‹…› Ох, мамик, что за жизнь, я так хочу пожить, ничего не решая. И все-таки сейчас самое лучшее время моей жизни. Я так жду этого 3 сентября, когда все уже будет – все, на что я положила столько сил в эти три года, – а вдруг вы сможете прилететь в Стокгольм?! Я бы там вас прекрасно устроила, это такой необыкновенный город, и время хорошее, и недалеко лететь. Часа два. От вас. На недельку?! Там будет столько интересного! И Опера Ульмана в исполнении венской оперы, но, главное, конечно, мы бы увиделись в такой для меня радостной обстановке, как бы в среде моей жизни, которую ты знаешь, конечно, но и не совсем. Если б я знала заранее, что вы соберетесь, я бы организовала вам встречи, Йоран бы сделал интервью для журнала, вы бы еще и деньги получили. Но это я должна знать заранее, конечно. Я уеду в Стокгольм числа пятого августа, у меня будет очень напряженный месяц там – финальная сцена, ведь все должно быть сконструировано так, чтобы удобно было перевозить с места на место, – и я этим, представь себе, тоже занимаюсь, чертежами! Впрочем, ты знаешь. Но это из области чудесного, вот уж что никогда бы не думала делать – это работу дизайнера, – и, оказывается, у меня выходит. Все в Стокгольме сделано по моим планам. Это напоминает забавную историю с философом Витгенштейном, – он тоже делал архитектурные чертежи для дворца в Вене, потом брат Вилли Гроага, архитектор Жакоб Гроаг, их переделывал, но основная идея шла от философа, и он взял себе треть денег. Так что все эти вещи нормально случаются и с другими, но я до сих пор не могу без восторженного удивления следить за своей рукой, рисующей план размещения блоков выставки, размеры и толщину витрин и прочее… ‹…› Теперь прозаическая часть – уборка и обед, в три ко мне придут режиссер Тамир с продюсершей Алоной и Билли, а у меня творится… Так что бегу – мыть и варить.

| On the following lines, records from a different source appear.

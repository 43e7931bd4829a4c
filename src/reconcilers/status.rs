// Copyright (c) 2025 Erick Bourgeois, firestoned
// SPDX-License-Identifier: MIT

//! Status condition helpers for `VirtualService` resources.
//!
//! Three conditions are tracked, one per remote object family:
//! - `VirtualServiceActive`: the remote virtual service is `ACTIVE`
//! - `VirtualRouterActive`: the remote virtual router is `ACTIVE`
//! - `RoutesActive`: every remote route on the router is `ACTIVE`
//!
//! A condition's `lastTransitionTime` only moves when its status changes, and
//! a pass that observes nothing new makes no status write at all.
//!
//! # Example
//!
//! ```rust
//! use meshroute::crd::{ConditionStatus, VirtualServiceConditionType};
//! use meshroute::reconcilers::status::upsert_condition;
//!
//! let mut conditions = Vec::new();
//! assert!(upsert_condition(
//!     &mut conditions,
//!     VirtualServiceConditionType::RoutesActive,
//!     ConditionStatus::True,
//! ));
//! assert!(!upsert_condition(
//!     &mut conditions,
//!     VirtualServiceConditionType::RoutesActive,
//!     ConditionStatus::True,
//! ));
//! ```

use crate::cloud::ResourceStatus;
use crate::crd::{
    ConditionStatus, VirtualService, VirtualServiceCondition, VirtualServiceConditionType,
};
use crate::errors::StoreError;
use crate::store::ObjectStore;
use chrono::Utc;
use kube::ResourceExt;
use tracing::{debug, info};

/// Condition status reported for a remote lifecycle state.
#[must_use]
pub fn condition_for_status(status: ResourceStatus) -> ConditionStatus {
    match status {
        ResourceStatus::Active => ConditionStatus::True,
        ResourceStatus::Inactive | ResourceStatus::Deleted => ConditionStatus::False,
    }
}

/// Find a condition by type.
#[must_use]
pub fn find_condition(
    conditions: &[VirtualServiceCondition],
    condition_type: VirtualServiceConditionType,
) -> Option<&VirtualServiceCondition> {
    conditions.iter().find(|c| c.r#type == condition_type)
}

/// Set `condition_type` to `status` in memory.
///
/// Appends the condition when absent and rewrites it in place when its
/// status differs. Returns `true` when anything changed.
pub fn upsert_condition(
    conditions: &mut Vec<VirtualServiceCondition>,
    condition_type: VirtualServiceConditionType,
    status: ConditionStatus,
) -> bool {
    let now = Utc::now().to_rfc3339();

    match conditions.iter_mut().find(|c| c.r#type == condition_type) {
        Some(existing) if existing.status == status => false,
        Some(existing) => {
            existing.status = status;
            existing.last_transition_time = Some(now);
            true
        }
        None => {
            conditions.push(VirtualServiceCondition {
                r#type: condition_type,
                status,
                last_transition_time: Some(now),
            });
            true
        }
    }
}

/// Make sure `vs` carries `condition_type` = `status`, committing at most one
/// status write.
///
/// Returns the object to keep working with: the committed object when a
/// write happened, otherwise `vs` unchanged.
///
/// # Errors
///
/// Returns the store error if the status write fails, including conflicts
/// when `vs` is stale.
pub async fn ensure_condition(
    store: &dyn ObjectStore<VirtualService>,
    mut vs: VirtualService,
    condition_type: VirtualServiceConditionType,
    status: ConditionStatus,
) -> Result<VirtualService, StoreError> {
    let changed = upsert_condition(
        &mut vs.status.get_or_insert_with(Default::default).conditions,
        condition_type,
        status,
    );

    if !changed {
        debug!(
            "Condition {} already {} on VirtualService {}/{}",
            condition_type,
            status,
            vs.namespace().unwrap_or_default(),
            vs.name_any()
        );
        return Ok(vs);
    }

    info!(
        "Setting condition {}={} on VirtualService {}/{}",
        condition_type,
        status,
        vs.namespace().unwrap_or_default(),
        vs.name_any()
    );
    store.update_status(&vs).await
}

#[cfg(test)]
#[path = "status_tests.rs"]
mod status_tests;
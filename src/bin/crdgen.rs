// Copyright (c) 2025 Erick Bourgeois, firestoned
// SPDX-License-Identifier: MIT

//! CRD YAML Generator
//!
//! Generates Kubernetes CRD YAML files from Rust types defined in src/crd.rs.
//!
//! Usage:
//!   cargo run --bin crdgen
//!
//! Generated files will be written to deploy/crds/ with proper headers.

use kube::CustomResourceExt;
use meshroute::crd::{Mesh, VirtualNode, VirtualRouter, VirtualService};
use std::fs;
use std::path::Path;

const COPYRIGHT_HEADER: &str = "# Copyright (c) 2025 Erick Bourgeois, firestoned
# SPDX-License-Identifier: MIT
#
# This file is AUTO-GENERATED from src/crd.rs
# DO NOT EDIT MANUALLY - Run `cargo run --bin crdgen` to regenerate
#
";

fn main() -> Result<(), Box<dyn std::error::Error>> {
    let output_dir = Path::new("deploy/crds");

    fs::create_dir_all(output_dir)?;

    println!("Generating CRD YAML files from src/crd.rs...");

    generate_crd::<VirtualService>("virtualservices.crd.yaml", output_dir)?;
    generate_crd::<Mesh>("meshes.crd.yaml", output_dir)?;
    generate_crd::<VirtualNode>("virtualnodes.crd.yaml", output_dir)?;
    generate_crd::<VirtualRouter>("virtualrouters.crd.yaml", output_dir)?;

    println!("✓ Successfully generated CRD YAML files in deploy/crds/");
    println!("\nNext steps:");
    println!("  1. Review the generated files");
    println!("  2. Deploy with: kubectl apply -f deploy/crds/");

    Ok(())
}

fn generate_crd<T>(filename: &str, output_dir: &Path) -> Result<(), Box<dyn std::error::Error>>
where
    T: CustomResourceExt,
{
    let yaml = serde_yaml::to_string(&T::crd())?;
    let content = format!("{COPYRIGHT_HEADER}{yaml}");

    let output_path = output_dir.join(filename);
    fs::write(&output_path, content)?;

    println!("  ✓ Generated {filename}");

    Ok(())
}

161. И. Лиснянская – Е. Макаровой
Деточка моя! ‹…› Если так счастливо выйдет, и я попаду в Швецию, то могу для русистов в университете прочесть лекцию о моей «Шкатулке с тройным дном». Это – не для денег, а вот книжек штук 10 привезу и сдам или на выступлении продам. Ее запрашивают из разных стран. Кстати, мне передали доклад Чена Лили – профессор из Н[овой] Зеландии – о моей поэзии с позиции стиховеда. Там он еще делает разные подсчеты длины строк, количества членов предложения в разные периоды моего творчества, а также сравнительный анализ, то же самое – Иосифа Бродского. Я ничего не понимаю в его цифрах, да и не надо мне этого понимать. Он высчитал, сколько я в какой год строк написала и почему мало в 1985–87 гг. – работала над книгой Ахматовой.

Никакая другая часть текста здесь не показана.